| Source material |

#####

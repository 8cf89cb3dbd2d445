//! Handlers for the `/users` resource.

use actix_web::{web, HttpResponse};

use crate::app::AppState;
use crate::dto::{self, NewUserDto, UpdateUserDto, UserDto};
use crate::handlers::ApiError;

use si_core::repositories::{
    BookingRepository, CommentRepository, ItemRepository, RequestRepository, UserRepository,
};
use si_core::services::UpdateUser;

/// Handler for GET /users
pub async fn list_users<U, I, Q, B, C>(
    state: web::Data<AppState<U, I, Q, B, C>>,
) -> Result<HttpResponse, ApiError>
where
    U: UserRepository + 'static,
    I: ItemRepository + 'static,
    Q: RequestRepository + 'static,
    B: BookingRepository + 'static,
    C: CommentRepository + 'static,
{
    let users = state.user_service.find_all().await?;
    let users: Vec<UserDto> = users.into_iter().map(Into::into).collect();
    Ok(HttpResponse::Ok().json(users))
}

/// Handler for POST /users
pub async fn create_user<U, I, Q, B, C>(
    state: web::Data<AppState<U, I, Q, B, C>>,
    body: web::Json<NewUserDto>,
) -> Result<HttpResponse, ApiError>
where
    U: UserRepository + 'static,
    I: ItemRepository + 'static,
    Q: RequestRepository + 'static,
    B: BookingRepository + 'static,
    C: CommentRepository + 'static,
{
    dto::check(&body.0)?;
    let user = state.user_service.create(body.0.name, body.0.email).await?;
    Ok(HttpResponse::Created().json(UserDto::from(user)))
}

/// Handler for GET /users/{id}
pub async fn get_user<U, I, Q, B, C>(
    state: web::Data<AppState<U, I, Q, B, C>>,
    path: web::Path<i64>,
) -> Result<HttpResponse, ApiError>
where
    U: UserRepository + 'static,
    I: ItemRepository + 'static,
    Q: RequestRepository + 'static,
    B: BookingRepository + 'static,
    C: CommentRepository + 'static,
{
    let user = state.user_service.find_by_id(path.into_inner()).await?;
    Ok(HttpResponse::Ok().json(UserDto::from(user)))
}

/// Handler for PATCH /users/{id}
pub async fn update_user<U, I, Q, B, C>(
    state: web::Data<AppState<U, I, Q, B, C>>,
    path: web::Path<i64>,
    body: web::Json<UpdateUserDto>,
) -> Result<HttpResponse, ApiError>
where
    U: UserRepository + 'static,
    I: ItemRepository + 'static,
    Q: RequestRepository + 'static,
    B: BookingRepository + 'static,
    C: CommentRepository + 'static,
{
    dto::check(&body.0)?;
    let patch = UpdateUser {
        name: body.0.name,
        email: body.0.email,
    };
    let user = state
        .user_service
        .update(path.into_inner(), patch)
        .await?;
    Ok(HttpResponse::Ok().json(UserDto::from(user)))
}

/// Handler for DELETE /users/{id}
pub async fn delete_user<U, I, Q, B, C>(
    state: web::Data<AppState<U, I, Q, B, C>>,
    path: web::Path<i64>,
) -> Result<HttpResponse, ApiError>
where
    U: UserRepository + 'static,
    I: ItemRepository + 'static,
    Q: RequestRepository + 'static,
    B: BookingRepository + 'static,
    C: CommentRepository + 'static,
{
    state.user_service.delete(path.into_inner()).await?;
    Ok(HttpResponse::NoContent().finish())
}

#####

| Your instructions |
Give all of the material again, exactly.

| Answer to the problem |
repository 8cf89cb3dbd2d445
//! Handlers for the `/users` resource.

use actix_web::{web, HttpResponse};

use crate::app::AppState;
use crate::dto::{self, NewUserDto, UpdateUserDto, UserDto};
use crate::handlers::ApiError;

use si_core::repositories::{
    BookingRepository, CommentRepository, ItemRepository, RequestRepository, UserRepository,
};
use si_core::services::UpdateUser;

/// Handler for GET /users
pub async fn list_users<U, I, Q, B, C>(
    state: web::Data<AppState<U, I, Q, B, C>>,
) -> Result<HttpResponse, ApiError>
where
    U: UserRepository + 'static,
    I: ItemRepository + 'static,
    Q: RequestRepository + 'static,
    B: BookingRepository + 'static,
    C: CommentRepository + 'static,
{
    let users = state.user_service.find_all().await?;
    let users: Vec<UserDto> = users.into_iter().map(Into::into).collect();
    Ok(HttpResponse::Ok().json(users))
}

/// Handler for POST /users
pub async fn create_user<U, I, Q, B, C>(
    state: web::Data<AppState<U, I, Q, B, C>>,
    body: web::Json<NewUserDto>,
) -> Result<HttpResponse, ApiError>
where
    U: UserRepository + 'static,
    I: ItemRepository + 'static,
    Q: RequestRepository + 'static,
    B: BookingRepository + 'static,
    C: CommentRepository + 'static,
{
    dto::check(&body.0)?;
    let user = state.user_service.create(body.0.name, body.0.email).await?;
    Ok(HttpResponse::Created().json(UserDto::from(user)))
}

/// Handler for GET /users/{id}
pub async fn get_user<U, I, Q, B, C>(
    state: web::Data<AppState<U, I, Q, B, C>>,
    path: web::Path<i64>,
) -> Result<HttpResponse, ApiError>
where
    U: UserRepository + 'static,
    I: ItemRepository + 'static,
    Q: RequestRepository + 'static,
    B: BookingRepository + 'static,
    C: CommentRepository + 'static,
{
    let user = state.user_service.find_by_id(path.into_inner()).await?;
    Ok(HttpResponse::Ok().json(UserDto::from(user)))
}

/// Handler for PATCH /users/{id}
pub async fn update_user<U, I, Q, B, C>(
    state: web::Data<AppState<U, I, Q, B, C>>,
    path: web::Path<i64>,
    body: web::Json<UpdateUserDto>,
) -> Result<HttpResponse, ApiError>
where
    U: UserRepository + 'static,
    I: ItemRepository + 'static,
    Q: RequestRepository + 'static,
    B: BookingRepository + 'static,
    C: CommentRepository + 'static,
{
    dto::check(&body.0)?;
    let patch = UpdateUser {
        name: body.0.name,
        email: body.0.email,
    };
    let user = state
        .user_service
        .update(path.into_inner(), patch)
        .await?;
    Ok(HttpResponse::Ok().json(UserDto::from(user)))
}

/// Handler for DELETE /users/{id}
pub async fn delete_user<U, I, Q, B, C>(
    state: web::Data<AppState<U, I, Q, B, C>>,
    path: web::Path<i64>,
) -> Result<HttpResponse, ApiError>
where
    U: UserRepository + 'static,
    I: ItemRepository + 'static,
    Q: RequestRepository + 'static,
    B: BookingRepository + 'static,
    C: CommentRepository + 'static,
{
    state.user_service.delete(path.into_inner()).await?;
    Ok(HttpResponse::NoContent().finish())
}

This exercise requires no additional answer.